Problem details:
Pull every line of the entries that has the word "Debug".

Dataset entries:

//! Error types for resource operations.
//!
//! Every capability method returns [`ResourceError`]. Transport failures and
//! non-2xx responses arrive as [`ResourceError::Http`], unchanged; the other
//! variants are raised locally before or after the request.
//!
//! # Example
//!
//! ```rust,ignore
//! use sense_api::rest::{ResourceError, Readable};
//! use sense_api::rest::resources::Node;
//!
//! match Node::retrieve(&client, Some("abc"), None).await {
//!     Ok(node) => println!("Found: {node}"),
//!     Err(ResourceError::Http(e)) if e.status() == Some(404) => println!("no such node"),
//!     Err(e) => println!("Other error: {e}"),
//! }
//! ```

use thiserror::Error;

use crate::clients::{HttpError, HttpResponse, InvalidHttpRequestError};

/// Error type for resource operations.
///
/// # Example
///
/// ```rust
/// use sense_api::rest::ResourceError;
///
/// let error = ResourceError::Configuration {
///     resource: "Feed",
///     reason: "no uid or parent-scoped type".to_string(),
/// };
/// assert!(error.to_string().contains("Feed"));
/// ```
#[derive(Debug, Error)]
pub enum ResourceError {
    /// The resource cannot be addressed, or an untyped resource was asked
    /// for an identity it does not have.
    #[error("Cannot address {resource}: {reason}")]
    Configuration {
        /// The type name of the resource (e.g., "Node").
        resource: &'static str,
        /// What is missing.
        reason: String,
    },

    /// A date field holds a value that is not a timestamp.
    #[error("Cannot parse field '{field}' value '{value}' as a timestamp")]
    Parse {
        /// The field name.
        field: String,
        /// The raw value.
        value: String,
        /// The underlying parser error.
        #[source]
        source: chrono::ParseError,
    },

    /// The transport failed or the API answered with a non-2xx status.
    #[error(transparent)]
    Http(#[from] HttpError),

    /// The resource type does not provide the operation.
    #[error("{resource} does not support {operation}")]
    NotSupported {
        /// The type name of the resource.
        resource: &'static str,
        /// The operation being attempted.
        operation: &'static str,
    },

    /// The response body does not have the expected shape.
    #[error("Unexpected response body for {resource}: {reason}")]
    UnexpectedBody {
        /// The type name of the resource.
        resource: &'static str,
        /// What was wrong with the body.
        reason: String,
    },
}

impl ResourceError {
    /// Returns the HTTP status code when the error came from a response.
    #[must_use]
    pub const fn status(&self) -> Option<u16> {
        match self {
            Self::Http(e) => e.status(),
            _ => None,
        }
    }

    /// Maps a non-2xx response to [`ResourceError::Http`], passing 2xx through.
    ///
    /// # Errors
    ///
    /// Returns the status code and body of a non-2xx response.
    pub fn check_status(response: HttpResponse) -> Result<HttpResponse, Self> {
        response
            .error_for_status()
            .map_err(|e| Self::Http(HttpError::Response(e)))
    }
}

impl From<InvalidHttpRequestError> for ResourceError {
    fn from(error: InvalidHttpRequestError) -> Self {
        Self::Http(HttpError::InvalidRequest(error))
    }
}
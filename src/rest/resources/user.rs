//! User resource implementation.
//!
//! The user is a singleton: there is exactly one per credential, always at
//! `/user/`. Any uid passed to `retrieve` is ignored.
//!
//! # Example
//!
//! ```rust,ignore
//! use sense_api::rest::Readable;
//! use sense_api::rest::resources::User;
//! use serde_json::json;
//!
//! let token = User::api_key(&client, "username", "password").await?;
//!
//! let params = json!({"expand": ["devices"]}).as_object().cloned();
//! let user = User::retrieve(&client, None, params).await?;
//! ```

use std::fmt;

use serde::{Serialize, Serializer};
use serde_json::{json, Value};

use crate::clients::{DataType, HttpMethod, HttpRequest, Transport};
use crate::rest::capabilities::{into_object, send};
use crate::rest::{ApiResource, Params, Readable, Resource, ResourceError};

/// The user owning the current credentials.
#[derive(Clone, Debug, PartialEq)]
pub struct User {
    resource: Resource,
}

impl ApiResource for User {
    const NAME: &'static str = "User";
    const OBJECT: Option<&'static str> = Some("user");

    fn from_resource(resource: Resource) -> Self {
        Self { resource }
    }

    fn resource(&self) -> &Resource {
        &self.resource
    }

    fn resource_mut(&mut self) -> &mut Resource {
        &mut self.resource
    }

    fn class_url() -> Result<String, ResourceError> {
        Ok(format!("/{}/", Self::class_name()?))
    }

    fn collection_url(&self) -> Result<String, ResourceError> {
        Self::class_url()
    }

    fn instance_url_for(&self, _uid: Option<&str>) -> Result<String, ResourceError> {
        Self::class_url()
    }
}

impl Serialize for User {
    fn serialize<S: Serializer>(&self, serializer: S) -> Result<S::Ok, S::Error> {
        self.resource.serialize(serializer)
    }
}

impl fmt::Display for User {
    fn fmt(&self, f: &mut fmt::Formatter<'_>) -> fmt::Result {
        self.resource.fmt_as(Self::NAME, f)
    }
}

impl Readable for User {
    async fn retrieve<C: Transport>(
        client: &C,
        _uid: Option<&str>,
        params: Option<Params>,
    ) -> Result<Self, ResourceError> {
        let mut user = Self::empty();
        user.refresh(client, params).await?;
        Ok(user)
    }
}

impl User {
    /// Exchanges account credentials for an API key.
    ///
    /// The request goes through `client`, so any `Authorization` header it is
    /// configured with is sent as well. Pass a client built without an API key
    /// to post the credentials alone.
    ///
    /// # Errors
    ///
    /// Returns [`ResourceError::Http`] on a non-2xx response,
    /// [`ResourceError::UnexpectedBody`] if the response has no `token`.
    pub async fn api_key<C: Transport>(
        client: &C,
        username: &str,
        password: &str,
    ) -> Result<String, ResourceError> {
        let request = HttpRequest::builder(HttpMethod::Post, format!("{}api_key/", Self::class_url()?))
            .body(json!({"username": username, "password": password}))
            .body_type(DataType::Form)
            .build()?;
        let response = send(client, request).await?;
        let body = into_object(response.body, Self::NAME)?;

        match body.get("token") {
            Some(Value::String(token)) => Ok(token.clone()),
            _ => Err(ResourceError::UnexpectedBody {
                resource: Self::NAME,
                reason: "no token in api_key response".to_string(),
            }),
        }
    }
}
//! Node resource implementation.
//!
//! A node is a physical or virtual object publishing and subscribing to
//! feeds. Its feeds are addressed through [`Node::feeds`].

use crate::rest::resources::{field_json, uid_list, Feed};
use crate::rest::{ApiResource, Listable, Nested, Params, Readable, ResourceError};

resource_type!(
    /// A node of the current user.
    Node, "node"
);

impl Readable for Node {}
impl Listable for Node {}

impl Node {
    /// Returns the feeds collection of this node.
    ///
    /// # Errors
    ///
    /// Returns [`ResourceError::Configuration`] if the node has no uid.
    ///
    /// # Example
    ///
    /// ```rust
    /// use sense_api::rest::ApiResource;
    /// use sense_api::rest::resources::Node;
    ///
    /// let feeds = Node::new("n1").feeds().unwrap();
    /// assert_eq!(feeds.collection_url().unwrap(), "/nodes/n1/feeds/");
    /// ```
    pub fn feeds(&self) -> Result<Nested<Feed>, ResourceError> {
        Nested::of(self)
    }

    /// Returns the update shape: `label`, and `subscribes`/`publishes` as uid lists.
    #[must_use]
    pub fn serialize(&self) -> Params {
        let mut params = Params::new();
        params.insert("label".to_string(), field_json(self.get("label")));
        params.insert("subscribes".to_string(), uid_list(self.get("subscribes")));
        params.insert("publishes".to_string(), uid_list(self.get("publishes")));
        params
    }
}

#[cfg(test)]
mod tests {
    use super::*;
    use serde_json::{json, Value};

    #[test]
    fn test_node_urls() {
        assert_eq!(Node::class_url().unwrap(), "/nodes/");
        assert_eq!(Node::new("n1").instance_url().unwrap(), "/nodes/n1/");
        assert_eq!(
            Node::new("a b/c").instance_url().unwrap(),
            "/nodes/a%20b%2Fc/"
        );
    }

    #[test]
    fn test_node_without_uid_cannot_be_addressed() {
        assert!(matches!(
            Node::empty().instance_url(),
            Err(ResourceError::Configuration { resource: "Node", .. })
        ));
        assert!(Node::empty().feeds().is_err());
    }

    #[test]
    fn test_serialize_keeps_only_uids() {
        let values = json!({
            "object": "node",
            "uid": "n1",
            "label": "Kitchen",
            "subscribes": [{"object": "feed", "uid": "f1"}, "f2"],
            "publishes": [{"object": "feed", "uid": "f3"}],
            "createdAt": "2015-03-11T09:45:12Z"
        });
        let node = Node::hydrate(values.as_object().unwrap()).unwrap();

        assert_eq!(
            Value::Object(node.serialize()),
            json!({"label": "Kitchen", "subscribes": ["f1", "f2"], "publishes": ["f3"]})
        );
    }
}
//! Subscription resource implementation.
//!
//! A subscription forwards the events of the feeds it subscribes to to a
//! gateway URL. It is the only resource that can be created, updated and
//! deleted.
//!
//! # Example
//!
//! ```rust,ignore
//! use sense_api::rest::{Deletable, Readable, Writable};
//! use sense_api::rest::resources::Subscription;
//! use serde_json::json;
//!
//! let fields = json!({
//!     "label": "my subscription",
//!     "gatewayUrl": "https://example.com/events/",
//!     "subscribes": ["feed-uid"]
//! });
//! let subscription = Subscription::create(&client, fields.as_object().unwrap().clone()).await?;
//!
//! let mut subscription = Subscription::retrieve(&client, Some("sub-uid"), None).await?;
//! subscription.set("gatewayUrl", "https://example.com/another_endpoint/")?;
//! subscription.save(&client).await?;
//! subscription.delete(&client).await?;
//! ```

use crate::rest::resources::{field_json, uid_list};
use crate::rest::{ApiResource, Deletable, Listable, Params, Readable, Writable};

resource_type!(
    /// A subscription delivering feed events to a gateway URL.
    Subscription, "subscription"
);

impl Readable for Subscription {}
impl Listable for Subscription {}
impl Deletable for Subscription {}

impl Writable for Subscription {
    fn serialize(&self) -> Params {
        let mut params = Params::new();
        params.insert("label".to_string(), field_json(self.get("label")));
        params.insert("gatewayUrl".to_string(), field_json(self.get("gatewayUrl")));
        params.insert("subscribes".to_string(), uid_list(self.get("subscribes")));
        params
    }
}
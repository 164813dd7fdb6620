//! Person resource implementation.

use crate::rest::{Listable, Readable};

resource_type!(
    /// A person known to the user.
    Person, "person"
);

impl Readable for Person {}
impl Listable for Person {}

Reply:
#[derive(Debug, Error)]
#[derive(Clone, Debug, PartialEq)]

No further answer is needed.